À propos du film démagogique Entre les murs, de Laurent Cantet, qui a obtenu une bien étrange palme d’or à Cannes en 2008, j’ai pointé dans mon billet Naturel (Golias Hebdo, n°289) l’affligeante prestation de ce professeur de français face à des élèves de quatrième dont l’ignorance, l’impertinence et la stupidité n’ont d’égale que la haine de tout ce qui ne leur ressemble pas. Libre ensuite à Télérama d’admirer la « santé » des élèves, qui selon lui compense leur inculture (sic), et l’énergie, « ce sur quoi le film s’appuie pour croire que rien n’est perdu » (01/05/13, p.105). En réalité, ni santé ni énergie ne compensent l’inculture.
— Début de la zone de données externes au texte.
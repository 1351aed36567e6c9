//! Checkpoint lifecycle: versioned, immutable snapshots of the
//! translation model plus training metadata.
//!
//! On-disk layout: `checkpoint_{epoch:06}/` directories, each holding
//! `metadata.json` and `model.bin` (Burn binary record). A checkpoint is
//! staged under a `.tmp-` prefix and published by a single rename, so a
//! partially written checkpoint is never discoverable. "Latest" resolution
//! is a sorted scan with a validation predicate: the highest-numbered
//! artifact is never trusted until its metadata parses and its record
//! loads.

use std::fmt;
use std::fs;
use std::io;
use std::path::{Path, PathBuf};

use burn::module::Module;
use burn::record::{BinFileRecorder, FullPrecisionSettings};
use burn::tensor::backend::Backend;
use serde::{Deserialize, Serialize};

use crate::data::DomainSpec;
use crate::model::{TranslationModel, TranslationModelConfig};

/// Current metadata format version.
const METADATA_FORMAT_VERSION: u32 = 1;

/// Error type for checkpoint operations.
#[derive(Debug)]
pub enum CheckpointError {
    /// IO error during save/load.
    Io(io::Error),
    /// Metadata missing, unparsable, or inconsistent.
    Metadata(String),
    /// Burn recorder error while saving or loading parameters.
    Record(String),
    /// No checkpoint in the directory passed validation.
    NoValidCheckpoint(PathBuf),
}

impl fmt::Display for CheckpointError {
    fn fmt(&self, f: &mut fmt::Formatter<'_>) -> fmt::Result {
        match self {
            CheckpointError::Io(e) => write!(f, "IO error: {}", e),
            CheckpointError::Metadata(e) => write!(f, "Metadata error: {}", e),
            CheckpointError::Record(e) => write!(f, "Record error: {}", e),
            CheckpointError::NoValidCheckpoint(dir) => {
                write!(f, "No valid checkpoint found in {}", dir.display())
            }
        }
    }
}

impl std::error::Error for CheckpointError {}

impl From<io::Error> for CheckpointError {
    fn from(e: io::Error) -> Self {
        CheckpointError::Io(e)
    }
}

/// Snapshot of the training configuration stored with every checkpoint.
#[derive(Debug, Clone, PartialEq, Serialize, Deserialize)]
pub struct ConfigSnapshot {
    /// Mini-batch size per optimization step.
    pub batch_size: usize,
    /// Cycle-consistency loss weight.
    pub lambda_cycle: f64,
    /// Base learning rate (before the schedule multiplier).
    pub learning_rate: f64,
    /// Data-loading parallelism.
    pub num_workers: usize,
}

/// Metadata written alongside every checkpoint's parameter record.
#[derive(Debug, Clone, PartialEq, Serialize, Deserialize)]
pub struct CheckpointMetadata {
    /// Metadata format version.
    pub format_version: u32,
    /// Number of completed training epochs (the checkpoint identifier).
    pub epoch: usize,
    /// Domain A identity and dimensions.
    pub domain_a: DomainSpec,
    /// Domain B identity and dimensions.
    pub domain_b: DomainSpec,
    /// Shared latent dimension.
    pub latent_dim: usize,
    /// Hidden layer width of the model's MLPs.
    pub hidden_dim: usize,
    /// Training configuration at save time.
    pub config: ConfigSnapshot,
}

impl CheckpointMetadata {
    /// Model configuration implied by this metadata.
    pub fn model_config(&self) -> TranslationModelConfig {
        TranslationModelConfig::new(
            self.domain_a.transition_dim(),
            self.domain_b.transition_dim(),
            self.latent_dim,
        )
        .with_hidden_dim(self.hidden_dim)
    }

    fn validate(&self) -> Result<(), CheckpointError> {
        if self.format_version != METADATA_FORMAT_VERSION {
            return Err(CheckpointError::Metadata(format!(
                "unsupported format version {}",
                self.format_version
            )));
        }
        if self.latent_dim == 0 || self.hidden_dim == 0 {
            return Err(CheckpointError::Metadata(
                "latent_dim and hidden_dim must be > 0".into(),
            ));
        }
        if self.domain_a.obs_dim == 0 || self.domain_b.obs_dim == 0 {
            return Err(CheckpointError::Metadata("obs_dim must be > 0".into()));
        }
        if self.domain_a.name == self.domain_b.name {
            return Err(CheckpointError::Metadata(format!(
                "domains must be distinct, both named '{}'",
                self.domain_a.name
            )));
        }
        Ok(())
    }
}

fn checkpoint_dir_name(epoch: usize) -> String {
    format!("checkpoint_{:06}", epoch)
}

/// Persist a checkpoint with atomic publish semantics.
///
/// Parameters and metadata are written into a `.tmp-` staging directory
/// and renamed into place; an interrupted save leaves only an ignorable
/// staging directory behind.
pub fn save_checkpoint<B: Backend>(
    checkpoint_dir: &Path,
    model: &TranslationModel<B>,
    metadata: &CheckpointMetadata,
) -> Result<PathBuf, CheckpointError> {
    metadata.validate()?;
    fs::create_dir_all(checkpoint_dir)?;

    let name = checkpoint_dir_name(metadata.epoch);
    let staging = checkpoint_dir.join(format!(".tmp-{}", name));
    let target = checkpoint_dir.join(&name);

    if staging.exists() {
        fs::remove_dir_all(&staging)?;
    }
    fs::create_dir_all(&staging)?;

    let json = serde_json::to_string_pretty(metadata)
        .map_err(|e| CheckpointError::Metadata(e.to_string()))?;
    fs::write(staging.join("metadata.json"), json)?;

    let recorder = BinFileRecorder::<FullPrecisionSettings>::new();
    model
        .clone()
        .save_file(staging.join("model"), &recorder)
        .map_err(|e| CheckpointError::Record(e.to_string()))?;

    // Re-saving the same epoch replaces the previous artifact.
    if target.exists() {
        fs::remove_dir_all(&target)?;
    }
    fs::rename(&staging, &target)?;
    Ok(target)
}

/// List checkpoint directories by epoch, unvalidated, ascending.
///
/// Staging (`.tmp-`) directories and unrelated entries are ignored.
pub fn list_checkpoints(checkpoint_dir: &Path) -> io::Result<Vec<(usize, PathBuf)>> {
    let mut found = Vec::new();
    for entry in fs::read_dir(checkpoint_dir)? {
        let entry = entry?;
        let path = entry.path();
        if !path.is_dir() {
            continue;
        }
        let Some(name) = path.file_name().and_then(|n| n.to_str()) else {
            continue;
        };
        let Some(epoch) = name
            .strip_prefix("checkpoint_")
            .and_then(|s| s.parse::<usize>().ok())
        else {
            continue;
        };
        found.push((epoch, path));
    }
    found.sort_by_key(|(epoch, _)| *epoch);
    Ok(found)
}

/// Load one specific checkpoint directory.
pub fn load_checkpoint<B: Backend>(
    path: &Path,
    device: &B::Device,
) -> Result<(TranslationModel<B>, CheckpointMetadata), CheckpointError> {
    let raw = fs::read_to_string(path.join("metadata.json"))?;
    let metadata: CheckpointMetadata =
        serde_json::from_str(&raw).map_err(|e| CheckpointError::Metadata(e.to_string()))?;
    metadata.validate()?;

    let recorder = BinFileRecorder::<FullPrecisionSettings>::new();
    let template = metadata.model_config().init::<B>(device);
    let model = template
        .load_file(path.join("model"), &recorder, device)
        .map_err(|e| CheckpointError::Record(e.to_string()))?;
    Ok((model, metadata))
}

/// Resolve and load the latest valid checkpoint in a directory.
///
/// Candidates are visited in descending epoch order; corrupt or partial
/// ones are skipped, so injecting a broken artifact with a higher epoch
/// than a valid one does not change the result. Fails with
/// [`CheckpointError::NoValidCheckpoint`] when the directory is missing,
/// empty, or contains only invalid candidates.
pub fn load_latest_checkpoint<B: Backend>(
    checkpoint_dir: impl AsRef<Path>,
    device: &B::Device,
) -> Result<(TranslationModel<B>, CheckpointMetadata), CheckpointError> {
    let checkpoint_dir = checkpoint_dir.as_ref();
    if !checkpoint_dir.is_dir() {
        return Err(CheckpointError::NoValidCheckpoint(
            checkpoint_dir.to_path_buf(),
        ));
    }

    let mut candidates = list_checkpoints(checkpoint_dir)?;
    candidates.reverse();
    for (_, path) in candidates {
        match load_checkpoint::<B>(&path, device) {
            Ok(loaded) => return Ok(loaded),
            // Invalid candidate: keep scanning older checkpoints.
            Err(_) => continue,
        }
    }
    Err(CheckpointError::NoValidCheckpoint(
        checkpoint_dir.to_path_buf(),
    ))
}

#[cfg(test)]
mod tests {
    use super::*;
    use burn::backend::NdArray;
    use tempfile::tempdir;

    type TestBackend = NdArray<f32>;

    fn metadata(epoch: usize) -> CheckpointMetadata {
        CheckpointMetadata {
            format_version: METADATA_FORMAT_VERSION,
            epoch,
            domain_a: DomainSpec::new("sim-world", 3, 0),
            domain_b: DomainSpec::new("real-world", 3, 0),
            latent_dim: 4,
            hidden_dim: 16,
            config: ConfigSnapshot {
                batch_size: 32,
                lambda_cycle: 10.0,
                learning_rate: 1e-3,
                num_workers: 1,
            },
        }
    }

    fn save_at(dir: &Path, epoch: usize) {
        let meta = metadata(epoch);
        let model = meta.model_config().init::<TestBackend>(&Default::default());
        save_checkpoint(dir, &model, &meta).unwrap();
    }

    #[test]
    fn test_save_then_load_latest() {
        let dir = tempdir().unwrap();
        save_at(dir.path(), 10);

        let (model, meta) =
            load_latest_checkpoint::<TestBackend>(dir.path(), &Default::default()).unwrap();
        assert_eq!(meta.epoch, 10);
        assert_eq!(meta.domain_a.name, "sim-world");
        assert_eq!(model.latent_dim(), 4);
    }

    #[test]
    fn test_latest_is_maximum_epoch() {
        let dir = tempdir().unwrap();
        for epoch in [10, 30, 20] {
            save_at(dir.path(), epoch);
        }

        let (_, meta) =
            load_latest_checkpoint::<TestBackend>(dir.path(), &Default::default()).unwrap();
        assert_eq!(meta.epoch, 30);

        let epochs: Vec<usize> = list_checkpoints(dir.path())
            .unwrap()
            .into_iter()
            .map(|(e, _)| e)
            .collect();
        assert_eq!(epochs, vec![10, 20, 30]);
    }

    #[test]
    fn test_corrupt_checkpoint_is_skipped() {
        let dir = tempdir().unwrap();
        save_at(dir.path(), 10);

        // Higher-numbered checkpoint with a garbage parameter record.
        let bad = dir.path().join("checkpoint_000099");
        fs::create_dir_all(&bad).unwrap();
        let json = serde_json::to_string(&metadata(99)).unwrap();
        fs::write(bad.join("metadata.json"), json).unwrap();
        fs::write(bad.join("model.bin"), b"garbage").unwrap();

        let (_, meta) =
            load_latest_checkpoint::<TestBackend>(dir.path(), &Default::default()).unwrap();
        assert_eq!(meta.epoch, 10);
    }

    #[test]
    fn test_missing_metadata_is_skipped() {
        let dir = tempdir().unwrap();
        save_at(dir.path(), 5);
        fs::create_dir_all(dir.path().join("checkpoint_000007")).unwrap();

        let (_, meta) =
            load_latest_checkpoint::<TestBackend>(dir.path(), &Default::default()).unwrap();
        assert_eq!(meta.epoch, 5);
    }

    #[test]
    fn test_empty_directory_fails() {
        let dir = tempdir().unwrap();
        assert!(matches!(
            load_latest_checkpoint::<TestBackend>(dir.path(), &Default::default()),
            Err(CheckpointError::NoValidCheckpoint(_))
        ));
    }

    #[test]
    fn test_missing_directory_fails() {
        let dir = tempdir().unwrap();
        let missing = dir.path().join("nope");
        assert!(matches!(
            load_latest_checkpoint::<TestBackend>(&missing, &Default::default()),
            Err(CheckpointError::NoValidCheckpoint(_))
        ));
    }

    #[test]
    fn test_staging_directories_ignored() {
        let dir = tempdir().unwrap();
        save_at(dir.path(), 3);
        // Leftover from an interrupted save.
        fs::create_dir_all(dir.path().join(".tmp-checkpoint_000042")).unwrap();

        let (_, meta) =
            load_latest_checkpoint::<TestBackend>(dir.path(), &Default::default()).unwrap();
        assert_eq!(meta.epoch, 3);
    }

    #[test]
    fn test_metadata_validation() {
        let mut meta = metadata(0);
        meta.latent_dim = 0;
        assert!(meta.validate().is_err());

        let mut meta = metadata(0);
        meta.domain_b.name = "sim-world".into();
        assert!(meta.validate().is_err());
    }
}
On peut être heureux de vivre, être bien dans ses baskets, comme on dit, et avoir 0 % de matière grise.
A écouter :
Naturel (version radio) - Le blog de michel.theron.over-blog.fr
º (Émissions de radio) Voici la version radio de mon article Naturel, dont le texte a fait la matière d'un billet que j'ai donné à Golias Hebdo, n°289, semaine du 23 au 29 mai 2013 (durée : ...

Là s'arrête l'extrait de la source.